* [REQUIRED ACTION] Across the entries below, please work out how many lines contain the string "JoinHandle" and give only the number.
====== GIVEN DATA ======
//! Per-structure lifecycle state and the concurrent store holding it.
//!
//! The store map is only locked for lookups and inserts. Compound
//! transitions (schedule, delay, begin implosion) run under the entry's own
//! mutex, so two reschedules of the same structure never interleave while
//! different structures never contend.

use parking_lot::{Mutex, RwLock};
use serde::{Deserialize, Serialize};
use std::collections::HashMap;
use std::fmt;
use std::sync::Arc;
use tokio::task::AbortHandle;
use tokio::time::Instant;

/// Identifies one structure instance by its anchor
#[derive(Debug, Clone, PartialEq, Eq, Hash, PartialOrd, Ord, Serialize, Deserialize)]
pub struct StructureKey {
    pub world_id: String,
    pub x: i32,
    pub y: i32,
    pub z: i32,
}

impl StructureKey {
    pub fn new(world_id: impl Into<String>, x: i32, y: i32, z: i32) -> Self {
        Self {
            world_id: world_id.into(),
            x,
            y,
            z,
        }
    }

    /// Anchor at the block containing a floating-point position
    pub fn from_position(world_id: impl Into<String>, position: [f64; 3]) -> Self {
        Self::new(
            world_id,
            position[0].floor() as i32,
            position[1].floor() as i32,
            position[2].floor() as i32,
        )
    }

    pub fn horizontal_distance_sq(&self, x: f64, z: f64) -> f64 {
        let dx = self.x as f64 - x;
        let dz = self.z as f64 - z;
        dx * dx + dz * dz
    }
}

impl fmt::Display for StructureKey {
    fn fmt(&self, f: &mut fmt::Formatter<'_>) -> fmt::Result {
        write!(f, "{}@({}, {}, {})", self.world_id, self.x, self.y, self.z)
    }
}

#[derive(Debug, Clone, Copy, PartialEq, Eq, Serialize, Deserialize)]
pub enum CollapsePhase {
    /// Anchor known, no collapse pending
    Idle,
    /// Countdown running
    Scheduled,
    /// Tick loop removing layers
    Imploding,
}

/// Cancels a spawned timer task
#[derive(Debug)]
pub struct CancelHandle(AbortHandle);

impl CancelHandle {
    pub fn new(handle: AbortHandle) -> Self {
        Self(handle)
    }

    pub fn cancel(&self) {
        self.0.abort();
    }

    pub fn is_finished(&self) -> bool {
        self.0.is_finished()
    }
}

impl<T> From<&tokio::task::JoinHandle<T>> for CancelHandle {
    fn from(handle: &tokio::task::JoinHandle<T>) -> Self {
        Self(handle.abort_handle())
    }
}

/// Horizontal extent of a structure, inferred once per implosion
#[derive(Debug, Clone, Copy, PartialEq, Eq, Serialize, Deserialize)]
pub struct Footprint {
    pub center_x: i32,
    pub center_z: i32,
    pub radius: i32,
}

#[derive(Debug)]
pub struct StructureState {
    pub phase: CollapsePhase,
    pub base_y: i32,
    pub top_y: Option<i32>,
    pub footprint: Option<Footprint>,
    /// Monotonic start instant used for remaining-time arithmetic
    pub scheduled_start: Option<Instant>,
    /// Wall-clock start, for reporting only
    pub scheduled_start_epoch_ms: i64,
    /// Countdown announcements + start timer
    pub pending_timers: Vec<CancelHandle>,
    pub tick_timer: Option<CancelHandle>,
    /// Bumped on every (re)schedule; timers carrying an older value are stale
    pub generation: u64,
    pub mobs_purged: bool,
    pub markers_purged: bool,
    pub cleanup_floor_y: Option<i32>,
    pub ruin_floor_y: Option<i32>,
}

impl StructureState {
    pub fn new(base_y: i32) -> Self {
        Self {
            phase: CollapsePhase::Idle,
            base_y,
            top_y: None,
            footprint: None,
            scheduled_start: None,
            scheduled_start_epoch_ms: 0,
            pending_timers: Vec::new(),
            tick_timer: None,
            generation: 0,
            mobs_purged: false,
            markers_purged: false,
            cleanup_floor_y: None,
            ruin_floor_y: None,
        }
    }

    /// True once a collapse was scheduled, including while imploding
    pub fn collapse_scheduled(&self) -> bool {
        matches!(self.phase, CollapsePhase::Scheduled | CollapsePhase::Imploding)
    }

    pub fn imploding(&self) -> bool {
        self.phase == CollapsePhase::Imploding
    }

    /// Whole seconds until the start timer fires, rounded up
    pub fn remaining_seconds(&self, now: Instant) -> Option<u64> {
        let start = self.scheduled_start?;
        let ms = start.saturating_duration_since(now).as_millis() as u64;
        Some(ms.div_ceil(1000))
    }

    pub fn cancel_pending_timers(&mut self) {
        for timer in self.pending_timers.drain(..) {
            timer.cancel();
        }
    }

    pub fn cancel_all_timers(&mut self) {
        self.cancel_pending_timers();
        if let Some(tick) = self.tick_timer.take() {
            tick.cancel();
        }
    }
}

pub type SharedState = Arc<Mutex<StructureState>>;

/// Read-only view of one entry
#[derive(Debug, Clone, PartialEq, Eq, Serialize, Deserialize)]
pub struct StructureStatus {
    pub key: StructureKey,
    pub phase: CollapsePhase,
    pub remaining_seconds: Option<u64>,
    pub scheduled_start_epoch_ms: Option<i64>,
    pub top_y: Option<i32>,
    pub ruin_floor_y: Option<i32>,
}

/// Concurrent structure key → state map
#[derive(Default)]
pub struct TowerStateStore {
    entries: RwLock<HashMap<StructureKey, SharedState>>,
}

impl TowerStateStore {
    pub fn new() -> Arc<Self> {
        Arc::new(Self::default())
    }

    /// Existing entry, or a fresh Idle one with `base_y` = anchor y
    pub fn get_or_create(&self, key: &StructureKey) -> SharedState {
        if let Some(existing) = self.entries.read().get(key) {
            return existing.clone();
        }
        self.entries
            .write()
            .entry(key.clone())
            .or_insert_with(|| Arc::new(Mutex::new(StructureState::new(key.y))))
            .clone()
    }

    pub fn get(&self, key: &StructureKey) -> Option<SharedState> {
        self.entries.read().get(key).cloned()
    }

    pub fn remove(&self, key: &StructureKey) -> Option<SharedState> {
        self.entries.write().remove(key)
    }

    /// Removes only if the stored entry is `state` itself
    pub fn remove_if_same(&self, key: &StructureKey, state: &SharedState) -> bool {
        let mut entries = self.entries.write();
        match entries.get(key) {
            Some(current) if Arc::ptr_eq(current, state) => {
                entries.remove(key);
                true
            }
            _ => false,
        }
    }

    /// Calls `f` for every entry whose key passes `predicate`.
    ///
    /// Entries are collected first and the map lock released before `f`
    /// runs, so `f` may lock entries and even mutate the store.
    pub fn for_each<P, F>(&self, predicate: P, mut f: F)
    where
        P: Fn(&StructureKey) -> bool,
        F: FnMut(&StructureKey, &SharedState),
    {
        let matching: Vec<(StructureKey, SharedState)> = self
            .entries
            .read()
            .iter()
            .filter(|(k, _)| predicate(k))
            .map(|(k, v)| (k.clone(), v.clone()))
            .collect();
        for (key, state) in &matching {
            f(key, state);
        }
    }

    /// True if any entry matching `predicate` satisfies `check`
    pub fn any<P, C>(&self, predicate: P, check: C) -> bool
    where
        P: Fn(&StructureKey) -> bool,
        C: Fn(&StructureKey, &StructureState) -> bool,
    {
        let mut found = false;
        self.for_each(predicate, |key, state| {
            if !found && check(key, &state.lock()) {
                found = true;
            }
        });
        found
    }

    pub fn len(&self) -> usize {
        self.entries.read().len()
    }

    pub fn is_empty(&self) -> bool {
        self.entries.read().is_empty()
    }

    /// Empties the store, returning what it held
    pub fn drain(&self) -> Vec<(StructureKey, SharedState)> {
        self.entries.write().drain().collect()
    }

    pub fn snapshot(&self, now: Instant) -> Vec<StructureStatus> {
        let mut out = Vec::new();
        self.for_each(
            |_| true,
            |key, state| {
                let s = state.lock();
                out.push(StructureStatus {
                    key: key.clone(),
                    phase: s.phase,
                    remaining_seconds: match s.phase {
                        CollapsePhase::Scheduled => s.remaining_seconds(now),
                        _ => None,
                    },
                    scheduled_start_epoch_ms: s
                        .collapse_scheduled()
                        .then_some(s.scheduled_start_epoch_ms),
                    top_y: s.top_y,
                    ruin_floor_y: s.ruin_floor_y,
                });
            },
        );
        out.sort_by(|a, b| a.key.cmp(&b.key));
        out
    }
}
======
* [SOLUTION TO THIS TASK] 2